El problema fue que el gasto público se hizo imprescindible para sostener el poder político. Hasta que los impuestos ya no alcanzaron para solventarlo. Como el estado podrá ser grande y fuerte, pero no tiene crédito, debió recurrir a la emisión. Lo que hizo que la gente empezara a dudar del peso, y huyera hacia bienes durables o dólares, lo que aceleró la carrera de los precios. Se podrían bajar con más producción, o con más importaciones. Pero nadie invierte para producir más, y no tenemos dólares para importar. ¿Cómo lo corregimos? Con congelamientos de precios y tarifas. Lo que desestimula más la inversión, genera más escasez, aumenta más los precios y el gasto en subsidios. Nada parece salir de acuerdo a lo pensado. Es un mundo injusto: un complot internacional.

La salida de la Convertibilidad fue traumática. Lo curioso es cuando parecía que la crisis económica se llevaría puesta a la clase política, ésta logró salir mejor parada que nadie. Eludió el ominoso “que se vayan todos”. Casi todos se quedaron, más poderosos que antes: deciden qué hacer, qué dejar hacer y qué prohibir.

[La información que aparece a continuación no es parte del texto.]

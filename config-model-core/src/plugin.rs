//! Capability contract between the repository and compiled model plugins.
//!
//! Every artifact exports one `#[no_mangle]` static named [`PLUGIN_SYMBOL`]
//! of type [`ModelPlugin`]. The header fields (`magic`, `abi_version`,
//! `toolchain`) sit at fixed `#[repr(C)]` offsets, so the loader can check them
//! before it touches anything that depends on the Rust ABI.
//!
//! ```rust,ignore
//! #[no_mangle]
//! pub static MODEL_PLUGIN: ModelPlugin = ModelPlugin::new(plugin::plugin::model);
//! ```

use std::any::Any;

use crate::error::ModelError;
use crate::types::{Name, Version};

/// Exported symbol every artifact must define.
pub const PLUGIN_SYMBOL: &str = "MODEL_PLUGIN";

/// `"CMPLUGIN"` in ASCII.
pub const PLUGIN_MAGIC: u64 = 0x434d_504c_5547_494e;

/// Bumped whenever [`ModelPlugin`] or the traits below change shape.
pub const PLUGIN_ABI_VERSION: u32 = 1;

/// `rustc --version` of the toolchain that compiled this crate.
pub const RUSTC_VERSION: &str = env!("CONFIG_MODEL_RUSTC_VERSION");

/// Size of the zero-padded toolchain fingerprint in [`ModelPlugin`].
pub const TOOLCHAIN_LEN: usize = 64;

// ---------------------------------------------------------------------------
// Model metadata
// ---------------------------------------------------------------------------

/// Metadata for one schema module compiled into a model.
#[derive(Debug, Clone, PartialEq, Eq)]
pub struct ModuleInfo {
    pub name: Name,
    pub organization: Option<String>,
    pub version: Version,
}

/// Metadata a loaded model reports about itself.
#[derive(Debug, Clone, PartialEq, Eq)]
pub struct ModelInfo {
    pub name: Name,
    pub version: Version,
    pub modules: Vec<ModuleInfo>,
}

// ---------------------------------------------------------------------------
// Capability traits
// ---------------------------------------------------------------------------

/// Implemented by the root type the binding generator emits.
pub trait Validate {
    fn validate(&self) -> Result<(), ModelError>;
}

/// A typed configuration tree held behind a trait object.
pub trait ConfigRoot: Send + Sync {
    /// Serialize the tree back to its wire form.
    fn marshal(&self) -> Result<Vec<u8>, ModelError>;

    /// Downcast hook for callers that link against the generated types.
    fn as_any(&self) -> &dyn Any;
}

pub trait Unmarshaller: Send + Sync {
    fn unmarshal(&self, data: &[u8]) -> Result<Box<dyn ConfigRoot>, ModelError>;
}

pub trait Validator: Send + Sync {
    fn validate(&self, root: &dyn ConfigRoot) -> Result<(), ModelError>;
}

/// The handle a loaded artifact yields.
pub trait ConfigModel: Send + Sync {
    fn info(&self) -> ModelInfo;
    fn unmarshaller(&self) -> &dyn Unmarshaller;
    fn validator(&self) -> &dyn Validator;
}

// ---------------------------------------------------------------------------
// Exported declaration
// ---------------------------------------------------------------------------

/// Value of the exported [`PLUGIN_SYMBOL`].
#[repr(C)]
pub struct ModelPlugin {
    pub magic: u64,
    pub abi_version: u32,
    /// Zero-padded `rustc --version` of the plugin's build.
    pub toolchain: [u8; TOOLCHAIN_LEN],
    /// The one capability operation: produce the model handle.
    pub model: fn() -> Box<dyn ConfigModel>,
}

impl ModelPlugin {
    /// Declaration stamped with this crate's magic, ABI version and toolchain.
    pub const fn new(model: fn() -> Box<dyn ConfigModel>) -> Self {
        Self {
            magic: PLUGIN_MAGIC,
            abi_version: PLUGIN_ABI_VERSION,
            toolchain: toolchain_fingerprint(RUSTC_VERSION),
            model,
        }
    }

    /// Toolchain fingerprint with the padding stripped.
    pub fn toolchain(&self) -> &str {
        let end = self
            .toolchain
            .iter()
            .position(|b| *b == 0)
            .unwrap_or(TOOLCHAIN_LEN);
        std::str::from_utf8(&self.toolchain[..end]).unwrap_or("")
    }

    /// Invoke the capability operation.
    pub fn model(&self) -> Box<dyn ConfigModel> {
        (self.model)()
    }
}

/// Copy `version` into a zero-padded, truncated fixed buffer.
pub const fn toolchain_fingerprint(version: &str) -> [u8; TOOLCHAIN_LEN] {
    let src = version.as_bytes();
    let mut out = [0u8; TOOLCHAIN_LEN];
    let mut i = 0;
    while i < src.len() && i < TOOLCHAIN_LEN {
        out[i] = src[i];
        i += 1;
    }
    out
}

El método de los gobiernos argentinos parece de locos: a cada problema se le encuentra una solución rebuscada. Que genera otro problema y otra solución rebuscada. Hasta que ya no se entiende nada; las miles de absurdas regulaciones que regulan a las regulaciones anteriores, se superponen y no funcionan. Todo se empantana, y todos los problemas saltan a la vez. Hoy nos vemos corriendo de atrás al estancamiento económico, la inflación, el dólar, la pobreza, la inseguridad, la debacle educativa y el deterioro del sistema de salud público.

Pasaron 20 años desde que cayó la Convertibilidad, y no estamos mejor. Como siempre pasa, el estado usó mal su poder. Terminó de romper aquello que andaba mal y arruinó lo poco que andaba bien. Se sobrestimó la capacidad del estado para hacer las cosas bien.

Nuestra economía está mal. Nuestra sociedad está mal. Los ciudadanos estamos mal. Pero el gobierno parece creer que su método está bien.